Tener en los orígenes una violación y estar obligados a reconciliar los padres dentro de sí mismos. Una tarea que no se cumple sino entre trabajosos avances y demasiado fáciles retrocesos. Hay momentos de la historia nacional en que la cultura dominante niega uno u otro de los dos orígenes. Lo que toma las formas de jalones de ''modernización'' o de levantamientos indígenas. Existen tecnócratas que creen que su país es un enjambre de cables, circuitos y piezas mecánicas que deben ser acomodados para que avance, al costo que sea, hacia la modernidad. Así como hay personas ilustradas que se envuelven en laberintos barrocos para buscar justificaciones humanas a los sacrificios humanos. Tirando de paso a la basura al personaje más notable del mundo mexica, ese Nezahualcóyotl que gobernaba, escribía poesías de estrujante belleza y se oponía a los sacrificios humanos.

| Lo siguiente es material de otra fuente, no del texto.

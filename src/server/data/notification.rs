//! Notification data repository for database operations.

use chrono::Utc;
use sea_orm::{
    ActiveModelTrait, ActiveValue, DatabaseConnection, DbErr, EntityTrait, PaginatorTrait,
    QueryOrder, QuerySelect,
};
use uuid::Uuid;

use crate::server::query::Pagination;

/// Parameters for recording an admin notification.
#[derive(Debug, Clone)]
pub struct CreateNotificationParam {
    pub title: String,
    pub body: String,
    pub message: Option<String>,
}

/// Repository providing database operations for admin notifications.
pub struct NotificationRepository<'a> {
    db: &'a DatabaseConnection,
}

impl<'a> NotificationRepository<'a> {
    pub fn new(db: &'a DatabaseConnection) -> Self {
        Self { db }
    }

    /// Records a new unread notification.
    pub async fn create(
        &self,
        param: CreateNotificationParam,
    ) -> Result<entity::notification::Model, DbErr> {
        entity::notification::ActiveModel {
            id: ActiveValue::Set(Uuid::new_v4().to_string()),
            title: ActiveValue::Set(param.title),
            body: ActiveValue::Set(param.body),
            message: ActiveValue::Set(param.message),
            read: ActiveValue::Set(false),
            created_at: ActiveValue::Set(Utc::now()),
        }
        .insert(self.db)
        .await
    }

    /// Gets notifications, newest first, with pagination.
    pub async fn get_all(
        &self,
        pagination: &Pagination,
    ) -> Result<(Vec<entity::notification::Model>, u64), DbErr> {
        let total = entity::prelude::Notification::find().count(self.db).await?;

        let notifications = entity::prelude::Notification::find()
            .order_by_desc(entity::notification::Column::CreatedAt)
            .offset(pagination.offset())
            .limit(pagination.limit)
            .all(self.db)
            .await?;

        Ok((notifications, total))
    }

    /// Marks a notification read and returns the refreshed row, or `None`
    /// when it does not exist.
    pub async fn mark_read(
        &self,
        id: &str,
    ) -> Result<Option<entity::notification::Model>, DbErr> {
        let Some(notification) =
            entity::prelude::Notification::find_by_id(id).one(self.db).await?
        else {
            return Ok(None);
        };

        let mut active: entity::notification::ActiveModel = notification.into();
        active.read = ActiveValue::Set(true);

        Ok(Some(active.update(self.db).await?))
    }
}
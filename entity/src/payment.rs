use sea_orm::entity::prelude::*;
use serde::{Deserialize, Serialize};

#[derive(Debug, Clone, PartialEq, Eq, EnumIter, DeriveActiveEnum, Serialize, Deserialize)]
#[sea_orm(rs_type = "String", db_type = "String(StringLen::None)")]
pub enum PaymentStatus {
    #[sea_orm(string_value = "PENDING")]
    #[serde(rename = "PENDING")]
    Pending,
    #[sea_orm(string_value = "PAID")]
    #[serde(rename = "PAID")]
    Paid,
    #[sea_orm(string_value = "REFUNDED")]
    #[serde(rename = "REFUNDED")]
    Refunded,
}

#[derive(Clone, Debug, PartialEq, DeriveEntityModel)]
#[sea_orm(table_name = "payment")]
pub struct Model {
    #[sea_orm(primary_key, auto_increment = false)]
    pub id: String,
    pub user_id: String,
    pub amount: f64,
    pub currency: String,
    pub status: PaymentStatus,
    pub stripe_payment_intent_id: Option<String>,
    pub created_at: DateTimeUtc,
    pub updated_at: DateTimeUtc,
}

#[derive(Copy, Clone, Debug, EnumIter, DeriveRelation)]
pub enum Relation {
    #[sea_orm(
        belongs_to = "super::user::Entity",
        from = "Column::UserId",
        to = "super::user::Column::Id"
    )]
    User,
}

impl Related<super::user::Entity> for Entity {
    fn to() -> RelationDef {
        Relation::User.def()
    }
}

impl ActiveModelBehavior for ActiveModel {}
//! Server-side API backend and business logic.
//!
//! This module contains the complete backend implementation for the travel booking
//! platform, including API endpoints, business logic, data access, and infrastructure
//! services. The backend uses Axum as the web framework and SeaORM for database
//! operations.
//!
//! # Architecture
//!
//! The server follows a layered architecture with clear separation of concerns:
//!
//! - **Controller Layer** (`controller/`) - HTTP request handlers, access control, and DTO conversion
//! - **Service Layer** (`service/`) - Business logic orchestration between controllers and data layer
//! - **Data Layer** (`data/`) - Database operations and entity-to-domain model conversion
//! - **Model Layer** (`model/`) - Domain models and operation-specific parameter types
//! - **Query Layer** (`query/`) - Shared filter and pagination composition for list endpoints
//! - **Error Layer** (`error/`) - Application error types and HTTP response mapping
//! - **Middleware** (`middleware/`) - Request/response processing and authentication guards
//!
//! # Infrastructure
//!
//! Supporting modules provide application infrastructure:
//!
//! - **Configuration** (`config`) - Environment-based application configuration
//! - **State** (`state`) - Shared application state (DB, HTTP clients, etc.)
//! - **Startup** (`startup`) - Initialization of database and HTTP clients
//! - **Router** (`router`) - Axum route configuration
//!
//! # Request Flow
//!
//! A typical request flows through these layers:
//!
//! 1. **Router** receives HTTP request and routes to appropriate controller
//! 2. **Middleware** processes bearer token authentication
//! 3. **Controller** validates access, converts DTOs to params, calls service
//! 4. **Service** executes business logic, orchestrates data operations
//! 5. **Data** queries database, converts entities to domain models
//! 6. **Service** returns domain model to controller
//! 7. **Controller** converts domain model to DTO, returns HTTP response

pub mod config;
pub mod controller;
pub mod data;
pub mod error;
pub mod middleware;
pub mod model;
pub mod query;
pub mod router;
pub mod service;
pub mod startup;
pub mod state;
//! FAQ data repository for database operations.

use chrono::Utc;
use sea_orm::{
    ActiveModelTrait, ActiveValue, DatabaseConnection, DbErr, EntityTrait, QueryOrder,
};
use uuid::Uuid;

use crate::server::model::content::{CreateFaqDto, UpdateFaqDto};

/// Repository providing database operations for FAQ entries.
pub struct FaqRepository<'a> {
    db: &'a DatabaseConnection,
}

impl<'a> FaqRepository<'a> {
    pub fn new(db: &'a DatabaseConnection) -> Self {
        Self { db }
    }

    pub async fn create(&self, dto: CreateFaqDto) -> Result<entity::faq::Model, DbErr> {
        let now = Utc::now();
        entity::faq::ActiveModel {
            id: ActiveValue::Set(Uuid::new_v4().to_string()),
            question: ActiveValue::Set(dto.question),
            answer: ActiveValue::Set(dto.answer),
            created_at: ActiveValue::Set(now),
            updated_at: ActiveValue::Set(now),
        }
        .insert(self.db)
        .await
    }

    pub async fn find_by_id(&self, id: &str) -> Result<Option<entity::faq::Model>, DbErr> {
        entity::prelude::Faq::find_by_id(id).one(self.db).await
    }

    /// Applies a partial update and returns the refreshed row, or `None`
    /// when the entry does not exist.
    pub async fn update(
        &self,
        id: &str,
        dto: UpdateFaqDto,
    ) -> Result<Option<entity::faq::Model>, DbErr> {
        let Some(faq) = self.find_by_id(id).await? else {
            return Ok(None);
        };

        let mut active: entity::faq::ActiveModel = faq.into();
        if let Some(question) = dto.question {
            active.question = ActiveValue::Set(question);
        }
        if let Some(answer) = dto.answer {
            active.answer = ActiveValue::Set(answer);
        }
        active.updated_at = ActiveValue::Set(Utc::now());

        Ok(Some(active.update(self.db).await?))
    }

    pub async fn delete(&self, id: &str) -> Result<bool, DbErr> {
        let result = entity::prelude::Faq::delete_by_id(id).exec(self.db).await?;
        Ok(result.rows_affected > 0)
    }

    /// Gets every FAQ entry, oldest first. The list is small enough that it
    /// is served unpaginated.
    pub async fn get_all(&self) -> Result<Vec<entity::faq::Model>, DbErr> {
        entity::prelude::Faq::find()
            .order_by_asc(entity::faq::Column::CreatedAt)
            .all(self.db)
            .await
    }
}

Los padres siguen combatiendo dentro de sus hijos. Y la síntesis de un ''cosmopolitismo comunitario'' tal vez nunca llegue a materializarse. De cualquier manera, México necesita abrirse al mundo por dos buenas razones: por reconocerse (y evitar patriotismo de cantina) y por no quedar entrampado en nostalgias risibles. Pero un México que buscara integrarse al mundo conservando sus fracturas internas, volvería el cosmopolitismo una empresa tan frívola como el afrancesamiento porfiriano. Una opereta siempre a punto de convertirse en tragedia.

Irse y quedarse no son empresas fácilmente acometibles al mismo tiempo. Pero exactamente esto es lo que México necesita desde siempre. O, por lo menos, desde que el trauma de la llegada europea hizo posible romper ese repliegue en sí misma que caracterizó (por razones geográficas obvias) la historia mesoamericana. Hace tiempo México ha dejado de estar cerrado al mundo por dos océanos infranqueables. Irse y quedarse significa asumir una doble tarea: buscar al otro y reconocerse a sí mismos.

Para repetir la frase canónica, Octavio Paz se nos adelantó. La verdad es que se nos había adelantado antes de irse. Y si faltaran otras muestras, El laberinto de la soledad está ahí a recordarnos un punto alto de cultura, o sea de respeto crítico hacia los dos orígenes de México. Ni la colonia fue sólo la santa Inquisición, ni el universo indígena se resuelve en los sacrificios humanos.